To do =>
Nothing but a number is wanted here: the count of lines in the data holding the word "through".

Records from a dataset
·····

impl BacnetIpTransport {
    pub fn bind(config: BipConfig) -> Result<Self, DataLinkError> {
        Ok(Self {
            socket: Arc::new(bind_udp(&config)?),
            config,
            bbmd: None,
            bbmd_command_lock: Arc::new(Mutex::new(())),
        })
    }

    /// Bind as a foreign device that reaches broadcasts through `bbmd`.
    pub fn bind_foreign(config: BipConfig, bbmd: SocketAddrV4) -> Result<Self, DataLinkError> {
        Ok(Self {
            socket: Arc::new(bind_udp(&config)?),
            config,
            bbmd: Some(bbmd),
            bbmd_command_lock: Arc::new(Mutex::new(())),
        })
    }

    pub fn local_addr(&self) -> Result<SocketAddr, DataLinkError> {
        self.socket.local_addr().map_err(DataLinkError::Io)
    }

    pub fn bbmd_addr(&self) -> Option<SocketAddrV4> {
        self.bbmd
    }

    fn build_frame(&self, function: BvlcFunction, payload: &[u8]) -> Result<Vec<u8>, DataLinkError> {
        if payload.len() > self.config.max_payload {
            return Err(DataLinkError::FrameTooLarge);
        }
        let total_len = BVLC_HEADER_LEN + payload.len();
        let mut frame = vec![0u8; total_len];
        let mut w = Writer::new(&mut frame);
        BvlcHeader {
            function,
            length: total_len as u16,
        }
        .encode(&mut w)
        .map_err(|_| DataLinkError::InvalidFrame)?;
        w.write_all(payload)
            .map_err(|_| DataLinkError::FrameTooLarge)?;
        Ok(frame)
    }

    fn parse_bvlc_result(payload: &[u8]) -> Result<(), DataLinkError> {
        if payload.len() < 2 {
            return Err(DataLinkError::InvalidFrame);
        }
        let code = u16::from_be_bytes([payload[0], payload[1]]);
        if code == 0 {
            Ok(())
        } else {
            Err(DataLinkError::BvlcResult(code))
        }
    }

    async fn send_bvlc_to_bbmd(
        &self,
        function: BvlcFunction,
        payload: &[u8],
    ) -> Result<(), DataLinkError> {
        let bbmd = self.bbmd.ok_or(DataLinkError::BbmdNotConfigured)?;
        let frame = self.build_frame(function, payload)?;
        self.socket.send_to(&frame, SocketAddr::V4(bbmd)).await?;
        Ok(())
    }

    async fn recv_bvlc_reply(&self, expected: BvlcFunction) -> Result<Vec<u8>, DataLinkError> {
        let bbmd = self.bbmd.ok_or(DataLinkError::BbmdNotConfigured)?;
        let deadline = Instant::now() + BBMD_REPLY_TIMEOUT;
        let mut rx = [0u8; MAX_BIP_FRAME_LEN];
        loop {
            let remaining = deadline.saturating_duration_since(Instant::now());
            if remaining.is_zero() {
                return Err(DataLinkError::Io(io::Error::new(
                    io::ErrorKind::TimedOut,
                    "bbmd response timeout",
                )));
            }

            let (n, src) = timeout(remaining, self.socket.recv_from(&mut rx))
                .await
                .map_err(|_| io::Error::new(io::ErrorKind::TimedOut, "bbmd response timeout"))?
                .map_err(DataLinkError::Io)?;
            if src != SocketAddr::V4(bbmd) {
                continue;
            }

            let mut r = Reader::new(&rx[..n]);
            let hdr = BvlcHeader::decode(&mut r).map_err(|_| DataLinkError::InvalidFrame)?;
            let payload = r
                .read_exact(hdr.payload_len())
                .map_err(|_| DataLinkError::InvalidFrame)?;

            if hdr.function == expected {
                return Ok(payload.to_vec());
            }
            if hdr.function == BvlcFunction::Result {
                Self::parse_bvlc_result(payload)?;
                if expected == BvlcFunction::Result {
                    return Ok(payload.to_vec());
                }
                return Err(DataLinkError::InvalidFrame);
            }
        }
    }

    /// Register with the configured BBMD without waiting for its Result.
    pub async fn register_foreign_device_no_wait(
        &self,
        ttl_seconds: u16,
    ) -> Result<(), DataLinkError> {
        let _guard = self.bbmd_command_lock.lock().await;
        self.send_bvlc_to_bbmd(BvlcFunction::RegisterForeignDevice, &ttl_seconds.to_be_bytes())
            .await
    }

    /// Register with the configured BBMD and wait for a positive Result.
    pub async fn register_foreign_device(&self, ttl_seconds: u16) -> Result<(), DataLinkError> {
        let _guard = self.bbmd_command_lock.lock().await;
        self.send_bvlc_to_bbmd(BvlcFunction::RegisterForeignDevice, &ttl_seconds.to_be_bytes())
            .await?;
        let payload = self.recv_bvlc_reply(BvlcFunction::Result).await?;
        Self::parse_bvlc_result(&payload)
    }

    pub async fn read_broadcast_distribution_table(
        &self,
    ) -> Result<Vec<BroadcastDistributionEntry>, DataLinkError> {
        let _guard = self.bbmd_command_lock.lock().await;
        self.send_bvlc_to_bbmd(BvlcFunction::ReadBroadcastDistributionTable, &[])
            .await?;
        let payload = self
            .recv_bvlc_reply(BvlcFunction::ReadBroadcastDistributionTableAck)
            .await?;
        if payload.len() % 10 != 0 {
            return Err(DataLinkError::InvalidFrame);
        }
        Ok(payload
            .chunks_exact(10)
            .map(|chunk| BroadcastDistributionEntry {
                address: SocketAddrV4::new(
                    Ipv4Addr::new(chunk[0], chunk[1], chunk[2], chunk[3]),
                    u16::from_be_bytes([chunk[4], chunk[5]]),
                ),
                mask: Ipv4Addr::new(chunk[6], chunk[7], chunk[8], chunk[9]),
            })
            .collect())
    }

    pub async fn write_broadcast_distribution_table(
        &self,
        entries: &[BroadcastDistributionEntry],
    ) -> Result<(), DataLinkError> {
        let _guard = self.bbmd_command_lock.lock().await;
        let mut payload = Vec::with_capacity(entries.len() * 10);
        for entry in entries {
            payload.extend_from_slice(&entry.address.ip().octets());
            payload.extend_from_slice(&entry.address.port().to_be_bytes());
            payload.extend_from_slice(&entry.mask.octets());
        }
        self.send_bvlc_to_bbmd(BvlcFunction::WriteBroadcastDistributionTable, &payload)
            .await?;
        let payload = self.recv_bvlc_reply(BvlcFunction::Result).await?;
        Self::parse_bvlc_result(&payload)
    }

    pub async fn read_foreign_device_table(
        &self,
    ) -> Result<Vec<ForeignDeviceTableEntry>, DataLinkError> {
        let _guard = self.bbmd_command_lock.lock().await;
        self.send_bvlc_to_bbmd(BvlcFunction::ReadForeignDeviceTable, &[])
            .await?;
        let payload = self
            .recv_bvlc_reply(BvlcFunction::ReadForeignDeviceTableAck)
            .await?;
        if payload.len() % 10 != 0 {
            return Err(DataLinkError::InvalidFrame);
        }
        Ok(payload
            .chunks_exact(10)
            .map(|chunk| ForeignDeviceTableEntry {
                address: SocketAddrV4::new(
                    Ipv4Addr::new(chunk[0], chunk[1], chunk[2], chunk[3]),
                    u16::from_be_bytes([chunk[4], chunk[5]]),
                ),
                ttl_seconds: u16::from_be_bytes([chunk[6], chunk[7]]),
                remaining_seconds: u16::from_be_bytes([chunk[8], chunk[9]]),
            })
            .collect())
    }

    pub async fn delete_foreign_device_table_entry(
        &self,
        address: SocketAddrV4,
    ) -> Result<(), DataLinkError> {
        let _guard = self.bbmd_command_lock.lock().await;
        let mut payload = [0u8; 6];
        payload[..4].copy_from_slice(&address.ip().octets());
        payload[4..].copy_from_slice(&address.port().to_be_bytes());
        self.send_bvlc_to_bbmd(BvlcFunction::DeleteForeignDeviceTableEntry, &payload)
            .await?;
        let payload = self.recv_bvlc_reply(BvlcFunction::Result).await?;
        Self::parse_bvlc_result(&payload)
    }

    fn target_v4(address: &DataLinkAddress) -> Result<SocketAddrV4, DataLinkError> {
        match address.link {
            LinkAddress::Ipv4(addr) => Ok(addr),
            _ => Err(DataLinkError::AddressFamily(*address)),
        }
    }
}

impl DataLink for BacnetIpTransport {
    async fn send(&self, address: DataLinkAddress, payload: &[u8]) -> Result<(), DataLinkError> {
        let addr = Self::target_v4(&address)?;
        let (function, target) = if addr.ip().is_broadcast() {
            match self.bbmd {
                // Foreign devices reach broadcasts through their BBMD.
                Some(bbmd) => (BvlcFunction::DistributeBroadcastToNetwork, bbmd),
                None => (BvlcFunction::OriginalBroadcastNpdu, addr),
            }
        } else {
            (BvlcFunction::OriginalUnicastNpdu, addr)
        };

        let frame = self.build_frame(function, payload)?;
        self.socket.send_to(&frame, SocketAddr::V4(target)).await?;
        Ok(())
    }

    async fn recv(&self, buf: &mut [u8]) -> Result<(usize, DataLinkAddress), DataLinkError> {
        let mut frame = [0u8; MAX_BIP_FRAME_LEN];
        loop {
            let (n, src) = self.socket.recv_from(&mut frame).await?;
            let src_v4 = match src {
                SocketAddr::V4(v4) => v4,
                SocketAddr::V6(_) => continue,
            };

            let mut r = Reader::new(&frame[..n]);
            let hdr = match BvlcHeader::decode(&mut r) {
                Ok(hdr) => hdr,
                Err(err) => {
                    warn!("dropping malformed BVLC datagram from {src_v4}: {err}");
                    continue;
                }
            };

            let payload = match r.read_exact(hdr.payload_len()) {
                Ok(payload) => payload,
                Err(_) => {
                    warn!("dropping truncated BVLC frame from {src_v4}");
                    continue;
                }
            };

            match hdr.function {
                BvlcFunction::OriginalUnicastNpdu
                | BvlcFunction::OriginalBroadcastNpdu
                | BvlcFunction::DistributeBroadcastToNetwork => {
                    if payload.len() > buf.len() {
                        return Err(DataLinkError::FrameTooLarge);
                    }
                    buf[..payload.len()].copy_from_slice(payload);
                    return Ok((payload.len(), DataLinkAddress::ipv4(src_v4)));
                }
                BvlcFunction::ForwardedNpdu => {
                    // 6-byte original-source block, then the NPDU.
                    if payload.len() < 6 {
                        warn!("dropping short Forwarded-NPDU from {src_v4}");
                        continue;
                    }
                    let origin = SocketAddrV4::new(
                        Ipv4Addr::new(payload[0], payload[1], payload[2], payload[3]),
                        u16::from_be_bytes([payload[4], payload[5]]),
                    );
                    let npdu = &payload[6..];
                    if npdu.len() > buf.len() {
                        return Err(DataLinkError::FrameTooLarge);
                    }
                    buf[..npdu.len()].copy_from_slice(npdu);
                    return Ok((npdu.len(), DataLinkAddress::ipv4(origin)));
                }
                other => {
                    log::trace!(
                        "ignoring BVLC function 0x{:02x} from {src_v4}",
                        other.to_u8()
                    );
                }
            }
        }
    }

    fn broadcast_address(&self) -> DataLinkAddress {
        DataLinkAddress::ipv4_broadcast(self.config.port)
    }
}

·····

Result for this exercise =>
2